Stored items from a collection:

=== Begin Enclosure ===

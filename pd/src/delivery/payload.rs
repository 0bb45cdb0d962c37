//! Webhook payloads

use serde::Serialize;
use serde_json::{Map, Value};

/// Flat key/value merge variables for one webhook push
///
/// On the wire the variables are wrapped as `{"merge_variables": {...}}`;
/// [`Payload::size`] measures that exact body.
#[derive(Debug, Clone, Default, PartialEq)]
pub struct Payload {
    variables: Map<String, Value>,
}

#[derive(Serialize)]
struct Body<'a> {
    merge_variables: &'a Map<String, Value>,
}

impl Payload {
    pub fn new(variables: Map<String, Value>) -> Self {
        Self { variables }
    }

    /// Build from a JSON value, which must be an object
    pub fn from_value(value: Value) -> Option<Self> {
        match value {
            Value::Object(variables) => Some(Self { variables }),
            _ => None,
        }
    }

    pub fn insert(&mut self, key: impl Into<String>, value: impl Into<Value>) {
        self.variables.insert(key.into(), value.into());
    }

    pub fn variables(&self) -> &Map<String, Value> {
        &self.variables
    }

    /// Serialized request body
    pub fn to_body(&self) -> Vec<u8> {
        // Serializing a map of JSON values cannot fail
        serde_json::to_vec(&Body {
            merge_variables: &self.variables,
        })
        .unwrap_or_default()
    }

    /// Size of the serialized request body in bytes
    pub fn size(&self) -> usize {
        self.to_body().len()
    }
}

#[cfg(test)]
mod tests {
    use super::*;
    use serde_json::json;

    #[test]
    fn test_body_wraps_merge_variables() {
        let mut payload = Payload::default();
        payload.insert("temp", 21.5);
        payload.insert("label", "Outside");

        let body: Value = serde_json::from_slice(&payload.to_body()).unwrap();
        assert_eq!(body, json!({"merge_variables": {"temp": 21.5, "label": "Outside"}}));
    }

    #[test]
    fn test_size_counts_utf8_bytes() {
        let mut payload = Payload::default();
        payload.insert("unit", "°F");
        // {"merge_variables":{"unit":"°F"}} with ° encoded as two bytes
        assert_eq!(payload.size(), r#"{"merge_variables":{"unit":"°F"}}"#.len());
        assert_eq!(payload.size(), 34);
    }

    #[test]
    fn test_from_value_requires_object() {
        assert!(Payload::from_value(json!({"a": 1})).is_some());
        assert!(Payload::from_value(json!([1, 2])).is_none());
        assert!(Payload::from_value(json!("text")).is_none());
    }
}
//! Eligibility and smart-sleep calculations
//!
//! Pure functions of state and time; the scheduler supplies `now`.

use std::time::Duration;

use chrono::{DateTime, TimeDelta, Utc};

use crate::backoff::BackoffPolicy;
use crate::state::DeliveryState;

/// Earliest time a task may attempt delivery again
///
/// `None` means the task has never attempted delivery and is eligible now.
pub fn next_eligible_at(
    state: Option<&DeliveryState>,
    poll_interval: Duration,
    policy: &BackoffPolicy,
) -> Option<DateTime<Utc>> {
    let state = state?;
    let last = state.last_attempt_time?;
    let gap = policy.required_gap(state.consecutive_failures, poll_interval);
    let gap = TimeDelta::from_std(gap).unwrap_or(TimeDelta::MAX);
    Some(last.checked_add_signed(gap).unwrap_or(DateTime::<Utc>::MAX_UTC))
}

/// Whether a task may attempt delivery at `now`
pub fn is_eligible(
    state: Option<&DeliveryState>,
    now: DateTime<Utc>,
    poll_interval: Duration,
    policy: &BackoffPolicy,
) -> bool {
    match next_eligible_at(state, poll_interval, policy) {
        Some(at) => now >= at,
        None => true,
    }
}

/// How long to sleep until the soonest of `next_times`
///
/// Times already in the past count as zero. The result is clamped to
/// `[min_sleep, max_sleep]`; with no tasks at all the loop sleeps `max_sleep`.
pub fn compute_sleep<I>(next_times: I, now: DateTime<Utc>, min_sleep: Duration, max_sleep: Duration) -> Duration
where
    I: IntoIterator<Item = DateTime<Utc>>,
{
    let soonest = next_times
        .into_iter()
        .map(|at| (at - now).to_std().unwrap_or(Duration::ZERO))
        .min();

    match soonest {
        Some(wait) => wait.clamp(min_sleep, max_sleep.max(min_sleep)),
        None => max_sleep.max(min_sleep),
    }
}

=== End Enclosure ===

## WHAT IS EXPECTED
Looking over the records, find each line with the word "request" and copy it.

## RESULT FOR THIS TASK
    /// Serialized request body
    /// Size of the serialized request body in bytes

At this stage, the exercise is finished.